___ Data to process
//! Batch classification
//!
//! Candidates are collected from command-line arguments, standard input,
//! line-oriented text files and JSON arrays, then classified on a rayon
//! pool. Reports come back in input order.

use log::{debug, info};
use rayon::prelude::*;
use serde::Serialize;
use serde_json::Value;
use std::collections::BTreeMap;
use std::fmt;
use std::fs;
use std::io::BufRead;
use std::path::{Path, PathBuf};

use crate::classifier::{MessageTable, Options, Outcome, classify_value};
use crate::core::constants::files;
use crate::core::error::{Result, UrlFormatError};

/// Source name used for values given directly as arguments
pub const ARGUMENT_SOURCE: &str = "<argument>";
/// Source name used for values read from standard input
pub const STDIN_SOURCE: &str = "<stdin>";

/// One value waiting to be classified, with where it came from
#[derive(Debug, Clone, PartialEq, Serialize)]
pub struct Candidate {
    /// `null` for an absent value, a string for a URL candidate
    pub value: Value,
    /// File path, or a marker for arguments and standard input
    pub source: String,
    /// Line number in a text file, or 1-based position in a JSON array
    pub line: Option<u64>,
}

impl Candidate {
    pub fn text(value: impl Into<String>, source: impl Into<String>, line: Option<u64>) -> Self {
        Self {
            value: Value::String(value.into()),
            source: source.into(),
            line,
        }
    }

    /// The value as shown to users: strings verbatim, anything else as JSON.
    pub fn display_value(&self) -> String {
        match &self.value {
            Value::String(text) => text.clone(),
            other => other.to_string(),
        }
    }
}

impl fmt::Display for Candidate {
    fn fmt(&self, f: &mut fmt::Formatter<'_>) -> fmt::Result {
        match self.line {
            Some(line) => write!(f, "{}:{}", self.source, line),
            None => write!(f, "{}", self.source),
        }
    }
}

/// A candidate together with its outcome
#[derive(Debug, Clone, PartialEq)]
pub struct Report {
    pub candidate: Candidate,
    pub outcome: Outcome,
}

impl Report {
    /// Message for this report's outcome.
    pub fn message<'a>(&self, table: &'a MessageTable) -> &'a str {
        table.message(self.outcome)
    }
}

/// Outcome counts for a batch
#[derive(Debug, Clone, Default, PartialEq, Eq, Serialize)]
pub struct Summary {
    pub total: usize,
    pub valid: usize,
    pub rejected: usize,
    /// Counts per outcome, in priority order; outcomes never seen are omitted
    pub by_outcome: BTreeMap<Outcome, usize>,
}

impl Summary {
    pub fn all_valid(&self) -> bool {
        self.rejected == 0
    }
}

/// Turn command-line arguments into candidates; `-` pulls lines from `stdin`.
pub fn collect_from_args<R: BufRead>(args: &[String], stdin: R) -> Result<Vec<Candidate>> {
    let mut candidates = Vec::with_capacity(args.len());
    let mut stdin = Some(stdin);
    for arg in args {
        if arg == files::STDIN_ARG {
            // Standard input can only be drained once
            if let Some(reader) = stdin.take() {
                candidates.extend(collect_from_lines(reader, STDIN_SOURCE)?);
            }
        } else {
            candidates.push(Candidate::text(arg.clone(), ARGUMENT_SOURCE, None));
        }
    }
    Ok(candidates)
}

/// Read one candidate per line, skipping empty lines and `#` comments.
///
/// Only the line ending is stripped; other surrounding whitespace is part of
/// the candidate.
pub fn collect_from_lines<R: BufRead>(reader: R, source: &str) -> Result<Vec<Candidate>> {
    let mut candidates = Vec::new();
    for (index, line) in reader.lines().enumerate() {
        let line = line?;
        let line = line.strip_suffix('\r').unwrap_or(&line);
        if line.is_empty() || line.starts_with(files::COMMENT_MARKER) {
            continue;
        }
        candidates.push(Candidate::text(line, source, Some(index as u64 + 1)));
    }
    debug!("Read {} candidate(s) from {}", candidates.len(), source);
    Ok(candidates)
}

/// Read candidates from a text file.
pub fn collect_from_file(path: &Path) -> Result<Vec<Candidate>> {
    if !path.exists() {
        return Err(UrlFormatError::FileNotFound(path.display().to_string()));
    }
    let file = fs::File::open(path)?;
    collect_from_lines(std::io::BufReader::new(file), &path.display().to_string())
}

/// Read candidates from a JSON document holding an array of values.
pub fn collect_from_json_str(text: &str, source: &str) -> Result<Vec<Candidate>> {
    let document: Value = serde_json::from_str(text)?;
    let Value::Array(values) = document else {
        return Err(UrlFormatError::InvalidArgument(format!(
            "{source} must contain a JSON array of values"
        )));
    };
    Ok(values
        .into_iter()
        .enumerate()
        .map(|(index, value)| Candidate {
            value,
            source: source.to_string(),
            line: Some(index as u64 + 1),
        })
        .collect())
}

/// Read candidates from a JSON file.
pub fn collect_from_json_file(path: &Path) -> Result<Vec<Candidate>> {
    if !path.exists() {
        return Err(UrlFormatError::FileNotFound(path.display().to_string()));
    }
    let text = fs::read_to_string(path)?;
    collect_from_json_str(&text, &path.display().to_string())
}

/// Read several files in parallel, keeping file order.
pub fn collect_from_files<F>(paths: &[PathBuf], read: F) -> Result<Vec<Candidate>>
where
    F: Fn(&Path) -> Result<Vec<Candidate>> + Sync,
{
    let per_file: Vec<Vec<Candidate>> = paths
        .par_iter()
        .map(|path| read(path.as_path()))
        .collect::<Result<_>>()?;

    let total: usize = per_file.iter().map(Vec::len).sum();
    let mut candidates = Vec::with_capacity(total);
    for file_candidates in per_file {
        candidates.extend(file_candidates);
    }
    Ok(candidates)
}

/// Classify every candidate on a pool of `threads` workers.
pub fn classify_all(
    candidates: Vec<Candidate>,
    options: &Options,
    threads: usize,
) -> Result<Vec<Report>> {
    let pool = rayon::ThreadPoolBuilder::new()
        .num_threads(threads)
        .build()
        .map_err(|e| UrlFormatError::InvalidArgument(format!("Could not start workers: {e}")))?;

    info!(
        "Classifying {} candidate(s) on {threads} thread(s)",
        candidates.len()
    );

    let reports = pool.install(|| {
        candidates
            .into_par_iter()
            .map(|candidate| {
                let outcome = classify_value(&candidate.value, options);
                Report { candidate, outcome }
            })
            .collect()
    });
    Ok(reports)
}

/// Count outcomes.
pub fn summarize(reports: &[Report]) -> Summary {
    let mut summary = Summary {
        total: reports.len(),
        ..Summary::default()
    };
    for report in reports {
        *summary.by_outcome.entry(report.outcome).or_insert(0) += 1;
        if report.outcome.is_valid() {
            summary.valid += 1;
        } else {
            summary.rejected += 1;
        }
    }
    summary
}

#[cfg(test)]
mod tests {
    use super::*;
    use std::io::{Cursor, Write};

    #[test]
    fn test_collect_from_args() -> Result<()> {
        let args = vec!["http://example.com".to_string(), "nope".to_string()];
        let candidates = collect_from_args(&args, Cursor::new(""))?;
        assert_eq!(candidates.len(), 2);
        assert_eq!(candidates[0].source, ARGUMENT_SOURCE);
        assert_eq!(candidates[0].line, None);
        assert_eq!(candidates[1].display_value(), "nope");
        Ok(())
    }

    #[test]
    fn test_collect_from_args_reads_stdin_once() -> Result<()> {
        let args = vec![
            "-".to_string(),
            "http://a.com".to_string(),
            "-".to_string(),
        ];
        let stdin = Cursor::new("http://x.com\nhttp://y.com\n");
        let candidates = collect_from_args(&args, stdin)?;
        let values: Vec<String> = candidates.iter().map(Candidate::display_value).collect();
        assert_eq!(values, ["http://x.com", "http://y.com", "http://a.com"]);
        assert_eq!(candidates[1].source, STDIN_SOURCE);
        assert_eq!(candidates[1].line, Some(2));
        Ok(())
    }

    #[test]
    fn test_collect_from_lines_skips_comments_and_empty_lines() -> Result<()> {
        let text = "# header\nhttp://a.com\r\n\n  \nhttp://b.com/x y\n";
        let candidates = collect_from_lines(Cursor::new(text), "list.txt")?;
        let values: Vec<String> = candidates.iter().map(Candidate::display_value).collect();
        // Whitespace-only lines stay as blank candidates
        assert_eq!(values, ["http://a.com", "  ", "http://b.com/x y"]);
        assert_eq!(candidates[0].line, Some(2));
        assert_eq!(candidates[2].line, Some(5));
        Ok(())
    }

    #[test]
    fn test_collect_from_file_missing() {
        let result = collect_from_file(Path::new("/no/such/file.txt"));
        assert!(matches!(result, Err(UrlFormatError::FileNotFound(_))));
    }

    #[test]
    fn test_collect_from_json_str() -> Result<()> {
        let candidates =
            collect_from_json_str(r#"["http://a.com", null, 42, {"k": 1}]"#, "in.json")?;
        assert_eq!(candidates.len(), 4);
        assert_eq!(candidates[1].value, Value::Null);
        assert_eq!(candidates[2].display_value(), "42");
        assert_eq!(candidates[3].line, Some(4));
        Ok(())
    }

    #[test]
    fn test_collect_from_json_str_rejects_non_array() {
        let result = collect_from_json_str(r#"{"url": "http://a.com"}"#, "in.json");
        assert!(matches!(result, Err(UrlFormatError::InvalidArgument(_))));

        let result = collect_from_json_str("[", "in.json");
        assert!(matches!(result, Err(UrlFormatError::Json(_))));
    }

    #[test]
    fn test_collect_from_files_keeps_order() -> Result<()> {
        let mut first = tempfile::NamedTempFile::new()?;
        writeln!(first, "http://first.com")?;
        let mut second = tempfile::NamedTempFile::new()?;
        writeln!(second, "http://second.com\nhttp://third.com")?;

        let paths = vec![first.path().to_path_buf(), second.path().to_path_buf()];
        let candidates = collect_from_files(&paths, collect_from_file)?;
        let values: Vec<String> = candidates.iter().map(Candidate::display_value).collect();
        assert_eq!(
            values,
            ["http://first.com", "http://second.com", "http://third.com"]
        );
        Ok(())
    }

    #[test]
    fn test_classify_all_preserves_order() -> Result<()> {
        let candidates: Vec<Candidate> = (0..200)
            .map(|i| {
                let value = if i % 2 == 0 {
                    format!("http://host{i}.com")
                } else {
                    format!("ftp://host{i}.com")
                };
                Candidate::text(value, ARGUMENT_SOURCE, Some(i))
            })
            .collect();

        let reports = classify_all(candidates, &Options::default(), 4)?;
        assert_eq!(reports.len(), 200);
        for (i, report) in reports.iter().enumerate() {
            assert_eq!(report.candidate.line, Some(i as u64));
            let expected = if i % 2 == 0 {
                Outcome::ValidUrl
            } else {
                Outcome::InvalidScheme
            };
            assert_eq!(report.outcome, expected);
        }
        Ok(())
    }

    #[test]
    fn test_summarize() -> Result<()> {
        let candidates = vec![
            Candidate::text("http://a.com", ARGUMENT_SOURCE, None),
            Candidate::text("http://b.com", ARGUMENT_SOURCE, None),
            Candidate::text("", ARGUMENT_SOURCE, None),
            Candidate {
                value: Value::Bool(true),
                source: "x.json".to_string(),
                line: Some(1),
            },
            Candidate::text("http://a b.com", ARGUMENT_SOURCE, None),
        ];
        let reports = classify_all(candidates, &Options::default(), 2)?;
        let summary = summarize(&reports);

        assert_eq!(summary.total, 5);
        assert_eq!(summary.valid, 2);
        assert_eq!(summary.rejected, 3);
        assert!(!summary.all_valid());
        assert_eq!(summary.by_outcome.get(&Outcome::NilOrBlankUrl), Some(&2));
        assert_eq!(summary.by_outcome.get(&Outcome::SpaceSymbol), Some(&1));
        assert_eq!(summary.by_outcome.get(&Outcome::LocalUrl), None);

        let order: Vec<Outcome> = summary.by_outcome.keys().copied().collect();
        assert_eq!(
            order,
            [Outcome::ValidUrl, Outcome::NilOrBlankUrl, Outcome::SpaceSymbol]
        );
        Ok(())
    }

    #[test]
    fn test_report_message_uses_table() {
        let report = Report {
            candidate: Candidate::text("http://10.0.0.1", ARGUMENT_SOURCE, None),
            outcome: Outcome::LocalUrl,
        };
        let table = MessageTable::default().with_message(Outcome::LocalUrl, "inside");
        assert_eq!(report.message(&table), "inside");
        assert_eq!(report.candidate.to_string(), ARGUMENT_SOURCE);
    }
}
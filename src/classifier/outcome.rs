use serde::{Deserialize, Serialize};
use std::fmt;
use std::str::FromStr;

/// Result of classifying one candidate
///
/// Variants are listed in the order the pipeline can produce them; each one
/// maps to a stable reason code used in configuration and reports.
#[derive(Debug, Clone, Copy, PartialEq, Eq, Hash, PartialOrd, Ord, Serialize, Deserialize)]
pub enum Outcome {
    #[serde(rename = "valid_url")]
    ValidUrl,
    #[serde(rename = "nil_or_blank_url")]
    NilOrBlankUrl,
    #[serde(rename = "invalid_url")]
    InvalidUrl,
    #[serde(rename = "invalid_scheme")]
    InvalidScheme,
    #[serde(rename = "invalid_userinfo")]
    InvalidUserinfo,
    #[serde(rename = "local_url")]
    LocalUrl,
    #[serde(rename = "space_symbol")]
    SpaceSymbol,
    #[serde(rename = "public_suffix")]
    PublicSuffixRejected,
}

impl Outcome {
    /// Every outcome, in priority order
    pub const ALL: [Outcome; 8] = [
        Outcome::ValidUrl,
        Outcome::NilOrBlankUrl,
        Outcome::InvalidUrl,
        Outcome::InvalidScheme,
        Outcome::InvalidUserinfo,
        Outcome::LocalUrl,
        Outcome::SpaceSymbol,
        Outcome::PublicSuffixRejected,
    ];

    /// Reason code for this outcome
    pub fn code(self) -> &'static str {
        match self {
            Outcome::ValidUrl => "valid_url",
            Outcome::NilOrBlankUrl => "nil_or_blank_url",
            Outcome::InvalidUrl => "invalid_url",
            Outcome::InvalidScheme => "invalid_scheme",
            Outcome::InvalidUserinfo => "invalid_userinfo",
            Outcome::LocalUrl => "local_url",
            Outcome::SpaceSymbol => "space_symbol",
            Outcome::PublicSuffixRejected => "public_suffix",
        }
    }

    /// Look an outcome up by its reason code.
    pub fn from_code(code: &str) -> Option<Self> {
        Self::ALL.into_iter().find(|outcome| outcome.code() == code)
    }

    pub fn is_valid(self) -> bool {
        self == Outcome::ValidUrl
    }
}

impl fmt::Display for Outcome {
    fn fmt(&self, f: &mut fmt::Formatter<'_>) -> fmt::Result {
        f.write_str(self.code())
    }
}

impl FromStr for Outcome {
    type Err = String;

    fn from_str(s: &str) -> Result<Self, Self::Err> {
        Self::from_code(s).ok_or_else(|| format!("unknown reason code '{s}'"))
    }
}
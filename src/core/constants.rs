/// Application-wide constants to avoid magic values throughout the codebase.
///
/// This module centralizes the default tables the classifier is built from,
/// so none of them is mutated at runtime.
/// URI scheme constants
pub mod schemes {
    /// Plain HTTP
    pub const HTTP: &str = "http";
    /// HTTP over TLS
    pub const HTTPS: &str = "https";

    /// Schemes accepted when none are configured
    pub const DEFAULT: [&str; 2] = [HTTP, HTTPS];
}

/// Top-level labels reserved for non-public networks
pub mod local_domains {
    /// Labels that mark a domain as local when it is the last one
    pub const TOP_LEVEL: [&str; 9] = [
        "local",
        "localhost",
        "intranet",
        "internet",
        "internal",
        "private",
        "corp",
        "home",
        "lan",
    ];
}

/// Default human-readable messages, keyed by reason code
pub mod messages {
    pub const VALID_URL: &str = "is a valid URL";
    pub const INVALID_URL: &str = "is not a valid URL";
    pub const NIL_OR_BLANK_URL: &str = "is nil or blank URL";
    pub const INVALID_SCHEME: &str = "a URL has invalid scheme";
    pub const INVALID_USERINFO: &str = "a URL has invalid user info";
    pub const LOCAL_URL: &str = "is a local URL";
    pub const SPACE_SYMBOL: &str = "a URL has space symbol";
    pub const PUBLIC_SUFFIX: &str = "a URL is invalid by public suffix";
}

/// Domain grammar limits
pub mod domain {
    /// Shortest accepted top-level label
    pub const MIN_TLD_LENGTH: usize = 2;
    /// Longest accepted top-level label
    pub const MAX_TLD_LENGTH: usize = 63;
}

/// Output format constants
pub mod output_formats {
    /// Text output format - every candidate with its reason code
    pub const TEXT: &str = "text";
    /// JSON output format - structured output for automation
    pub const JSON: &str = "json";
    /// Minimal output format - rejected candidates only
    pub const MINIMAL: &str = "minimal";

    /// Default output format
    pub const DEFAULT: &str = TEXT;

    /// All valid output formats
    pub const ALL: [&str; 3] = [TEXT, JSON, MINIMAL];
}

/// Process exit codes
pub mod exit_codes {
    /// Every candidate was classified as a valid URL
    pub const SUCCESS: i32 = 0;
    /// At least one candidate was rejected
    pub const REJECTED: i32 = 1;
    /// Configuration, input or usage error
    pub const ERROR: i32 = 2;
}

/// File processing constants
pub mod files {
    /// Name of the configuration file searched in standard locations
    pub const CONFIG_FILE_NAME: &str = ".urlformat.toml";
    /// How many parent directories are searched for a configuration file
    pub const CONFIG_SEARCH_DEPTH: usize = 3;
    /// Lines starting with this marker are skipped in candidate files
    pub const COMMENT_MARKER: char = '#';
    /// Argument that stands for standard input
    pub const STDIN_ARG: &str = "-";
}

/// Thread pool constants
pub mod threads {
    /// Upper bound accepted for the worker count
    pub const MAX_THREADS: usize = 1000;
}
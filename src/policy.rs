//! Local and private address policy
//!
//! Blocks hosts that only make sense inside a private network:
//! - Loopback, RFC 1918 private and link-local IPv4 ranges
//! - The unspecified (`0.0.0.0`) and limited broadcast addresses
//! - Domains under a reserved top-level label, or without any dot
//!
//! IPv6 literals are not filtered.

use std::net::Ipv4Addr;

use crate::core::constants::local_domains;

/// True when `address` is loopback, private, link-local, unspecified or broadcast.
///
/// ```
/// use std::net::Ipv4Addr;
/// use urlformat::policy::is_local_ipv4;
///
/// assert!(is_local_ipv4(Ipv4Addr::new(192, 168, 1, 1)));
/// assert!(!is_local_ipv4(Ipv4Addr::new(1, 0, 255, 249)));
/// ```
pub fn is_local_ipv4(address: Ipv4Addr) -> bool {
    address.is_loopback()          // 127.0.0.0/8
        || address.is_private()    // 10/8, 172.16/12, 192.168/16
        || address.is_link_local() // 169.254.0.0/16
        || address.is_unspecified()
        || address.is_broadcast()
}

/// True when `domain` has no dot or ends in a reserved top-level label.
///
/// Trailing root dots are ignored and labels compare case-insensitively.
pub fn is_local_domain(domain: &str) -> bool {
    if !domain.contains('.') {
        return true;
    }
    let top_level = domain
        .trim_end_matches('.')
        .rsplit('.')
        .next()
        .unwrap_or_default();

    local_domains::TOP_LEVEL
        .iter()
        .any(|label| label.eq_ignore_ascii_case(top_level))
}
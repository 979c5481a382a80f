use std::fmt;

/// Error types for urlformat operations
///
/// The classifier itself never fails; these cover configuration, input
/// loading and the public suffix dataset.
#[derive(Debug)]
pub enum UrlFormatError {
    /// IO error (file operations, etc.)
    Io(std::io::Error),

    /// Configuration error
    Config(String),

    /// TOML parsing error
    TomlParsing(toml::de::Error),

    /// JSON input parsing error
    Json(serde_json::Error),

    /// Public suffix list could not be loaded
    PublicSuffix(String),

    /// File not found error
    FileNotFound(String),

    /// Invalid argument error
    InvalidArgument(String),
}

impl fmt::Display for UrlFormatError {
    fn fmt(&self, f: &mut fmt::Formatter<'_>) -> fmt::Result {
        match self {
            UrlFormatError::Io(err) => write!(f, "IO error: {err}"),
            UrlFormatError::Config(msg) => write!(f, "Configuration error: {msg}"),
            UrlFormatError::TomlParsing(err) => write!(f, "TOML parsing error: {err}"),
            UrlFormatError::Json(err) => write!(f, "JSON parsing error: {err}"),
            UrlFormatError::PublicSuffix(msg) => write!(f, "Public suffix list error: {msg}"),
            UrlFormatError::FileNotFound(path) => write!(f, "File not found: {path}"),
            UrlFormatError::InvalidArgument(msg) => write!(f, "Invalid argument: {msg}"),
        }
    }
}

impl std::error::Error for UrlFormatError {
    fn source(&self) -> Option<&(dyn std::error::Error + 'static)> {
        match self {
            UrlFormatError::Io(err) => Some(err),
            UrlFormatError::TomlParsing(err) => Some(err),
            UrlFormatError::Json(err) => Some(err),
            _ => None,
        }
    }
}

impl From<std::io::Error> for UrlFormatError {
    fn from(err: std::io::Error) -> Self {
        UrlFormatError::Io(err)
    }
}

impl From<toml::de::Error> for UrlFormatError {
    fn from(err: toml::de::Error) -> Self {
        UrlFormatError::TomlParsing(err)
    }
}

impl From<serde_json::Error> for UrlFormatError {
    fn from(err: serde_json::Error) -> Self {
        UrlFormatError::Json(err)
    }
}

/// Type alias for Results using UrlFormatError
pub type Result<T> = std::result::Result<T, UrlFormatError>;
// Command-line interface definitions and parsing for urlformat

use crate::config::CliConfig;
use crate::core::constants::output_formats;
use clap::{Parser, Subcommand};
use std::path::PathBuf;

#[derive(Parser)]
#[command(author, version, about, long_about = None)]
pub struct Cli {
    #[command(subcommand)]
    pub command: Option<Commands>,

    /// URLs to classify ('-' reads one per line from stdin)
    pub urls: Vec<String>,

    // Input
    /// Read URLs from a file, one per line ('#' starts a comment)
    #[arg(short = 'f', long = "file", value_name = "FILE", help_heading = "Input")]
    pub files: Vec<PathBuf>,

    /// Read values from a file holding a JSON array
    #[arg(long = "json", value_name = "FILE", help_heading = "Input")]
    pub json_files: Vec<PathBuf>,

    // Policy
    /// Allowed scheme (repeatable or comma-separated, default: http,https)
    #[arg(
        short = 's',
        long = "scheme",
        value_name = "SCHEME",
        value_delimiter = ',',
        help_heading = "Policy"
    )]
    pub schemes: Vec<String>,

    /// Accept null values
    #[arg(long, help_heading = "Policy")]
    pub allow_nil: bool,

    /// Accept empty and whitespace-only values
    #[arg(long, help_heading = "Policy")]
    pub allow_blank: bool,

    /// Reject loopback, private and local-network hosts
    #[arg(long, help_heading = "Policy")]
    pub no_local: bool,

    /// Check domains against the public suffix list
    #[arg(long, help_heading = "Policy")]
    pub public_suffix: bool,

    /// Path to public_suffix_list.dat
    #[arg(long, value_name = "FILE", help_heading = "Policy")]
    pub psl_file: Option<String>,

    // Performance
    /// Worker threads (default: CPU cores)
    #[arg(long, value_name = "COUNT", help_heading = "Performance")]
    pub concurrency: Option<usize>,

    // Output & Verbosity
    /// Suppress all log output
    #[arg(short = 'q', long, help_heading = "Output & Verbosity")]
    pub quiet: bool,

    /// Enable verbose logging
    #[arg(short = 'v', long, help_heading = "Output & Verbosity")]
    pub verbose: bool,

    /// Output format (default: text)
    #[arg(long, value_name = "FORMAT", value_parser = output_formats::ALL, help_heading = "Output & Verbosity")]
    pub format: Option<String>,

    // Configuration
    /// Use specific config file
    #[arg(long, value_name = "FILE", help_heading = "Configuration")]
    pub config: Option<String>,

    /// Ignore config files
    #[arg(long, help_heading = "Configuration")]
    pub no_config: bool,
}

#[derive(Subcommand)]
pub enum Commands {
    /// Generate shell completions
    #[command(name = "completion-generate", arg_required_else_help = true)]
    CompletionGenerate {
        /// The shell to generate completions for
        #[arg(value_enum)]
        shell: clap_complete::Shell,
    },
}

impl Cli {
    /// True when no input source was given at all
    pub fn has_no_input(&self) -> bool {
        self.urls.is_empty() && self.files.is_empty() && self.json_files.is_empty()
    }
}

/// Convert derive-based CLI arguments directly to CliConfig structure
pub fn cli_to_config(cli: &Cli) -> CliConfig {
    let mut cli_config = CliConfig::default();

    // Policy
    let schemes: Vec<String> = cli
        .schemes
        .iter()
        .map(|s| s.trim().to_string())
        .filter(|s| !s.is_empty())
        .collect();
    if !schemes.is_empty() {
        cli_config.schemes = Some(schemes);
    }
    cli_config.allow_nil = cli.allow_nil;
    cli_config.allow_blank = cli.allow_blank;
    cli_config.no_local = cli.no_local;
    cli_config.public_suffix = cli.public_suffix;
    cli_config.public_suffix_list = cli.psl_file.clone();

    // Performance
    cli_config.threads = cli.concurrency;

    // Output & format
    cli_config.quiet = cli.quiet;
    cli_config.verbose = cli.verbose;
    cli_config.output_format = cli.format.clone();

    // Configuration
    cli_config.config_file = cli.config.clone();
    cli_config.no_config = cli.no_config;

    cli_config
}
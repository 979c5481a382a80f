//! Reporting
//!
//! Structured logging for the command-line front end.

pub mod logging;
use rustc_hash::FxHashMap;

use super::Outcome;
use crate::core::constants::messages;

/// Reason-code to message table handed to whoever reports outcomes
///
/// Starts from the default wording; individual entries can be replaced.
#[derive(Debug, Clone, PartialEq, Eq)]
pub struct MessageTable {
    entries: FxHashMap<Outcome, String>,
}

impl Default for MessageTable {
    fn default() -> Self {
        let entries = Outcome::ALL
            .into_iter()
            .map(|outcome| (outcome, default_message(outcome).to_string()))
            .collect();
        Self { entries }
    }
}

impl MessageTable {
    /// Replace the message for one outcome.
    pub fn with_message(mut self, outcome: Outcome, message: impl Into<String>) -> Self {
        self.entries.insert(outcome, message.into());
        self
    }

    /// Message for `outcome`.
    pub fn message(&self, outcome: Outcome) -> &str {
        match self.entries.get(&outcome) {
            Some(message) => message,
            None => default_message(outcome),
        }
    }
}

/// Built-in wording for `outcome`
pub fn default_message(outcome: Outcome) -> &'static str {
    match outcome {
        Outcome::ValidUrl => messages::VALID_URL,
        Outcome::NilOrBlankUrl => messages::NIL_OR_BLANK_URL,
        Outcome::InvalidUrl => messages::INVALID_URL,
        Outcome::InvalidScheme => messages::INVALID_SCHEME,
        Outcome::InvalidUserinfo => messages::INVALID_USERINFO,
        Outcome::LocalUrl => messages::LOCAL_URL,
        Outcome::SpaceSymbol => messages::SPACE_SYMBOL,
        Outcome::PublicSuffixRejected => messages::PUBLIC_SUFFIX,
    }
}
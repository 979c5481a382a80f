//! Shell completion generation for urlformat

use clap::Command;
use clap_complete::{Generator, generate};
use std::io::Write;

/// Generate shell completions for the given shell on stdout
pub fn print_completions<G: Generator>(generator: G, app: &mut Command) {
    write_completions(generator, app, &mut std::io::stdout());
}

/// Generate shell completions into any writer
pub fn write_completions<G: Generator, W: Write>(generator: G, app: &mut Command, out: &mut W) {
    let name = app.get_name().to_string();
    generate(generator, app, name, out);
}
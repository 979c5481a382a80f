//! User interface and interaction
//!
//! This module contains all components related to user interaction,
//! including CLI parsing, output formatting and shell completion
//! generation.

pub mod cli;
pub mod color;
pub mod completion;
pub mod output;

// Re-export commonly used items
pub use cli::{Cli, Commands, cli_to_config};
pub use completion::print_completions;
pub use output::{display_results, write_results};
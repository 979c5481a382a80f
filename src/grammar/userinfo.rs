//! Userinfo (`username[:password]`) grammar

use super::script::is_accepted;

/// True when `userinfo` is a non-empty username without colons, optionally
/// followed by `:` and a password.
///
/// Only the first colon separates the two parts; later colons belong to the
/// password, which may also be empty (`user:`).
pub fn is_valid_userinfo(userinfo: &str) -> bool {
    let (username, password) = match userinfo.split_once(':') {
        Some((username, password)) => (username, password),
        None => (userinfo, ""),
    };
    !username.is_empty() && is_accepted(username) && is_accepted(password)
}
______
Beginning at the line above that contains "impl From<serde_json::Error> for", return each line exactly through the line that contains "#[arg(short = 'f', long", and no others.

impl From<serde_json::Error> for UrlFormatError {
    fn from(err: serde_json::Error) -> Self {
        UrlFormatError::Json(err)
    }
}

/// Type alias for Results using UrlFormatError
pub type Result<T> = std::result::Result<T, UrlFormatError>;
// Command-line interface definitions and parsing for urlformat

use crate::config::CliConfig;
use crate::core::constants::output_formats;
use clap::{Parser, Subcommand};
use std::path::PathBuf;

#[derive(Parser)]
#[command(author, version, about, long_about = None)]
pub struct Cli {
    #[command(subcommand)]
    pub command: Option<Commands>,

    /// URLs to classify ('-' reads one per line from stdin)
    pub urls: Vec<String>,

    // Input
    /// Read URLs from a file, one per line ('#' starts a comment)
    #[arg(short = 'f', long = "file", value_name = "FILE", help_heading = "Input")]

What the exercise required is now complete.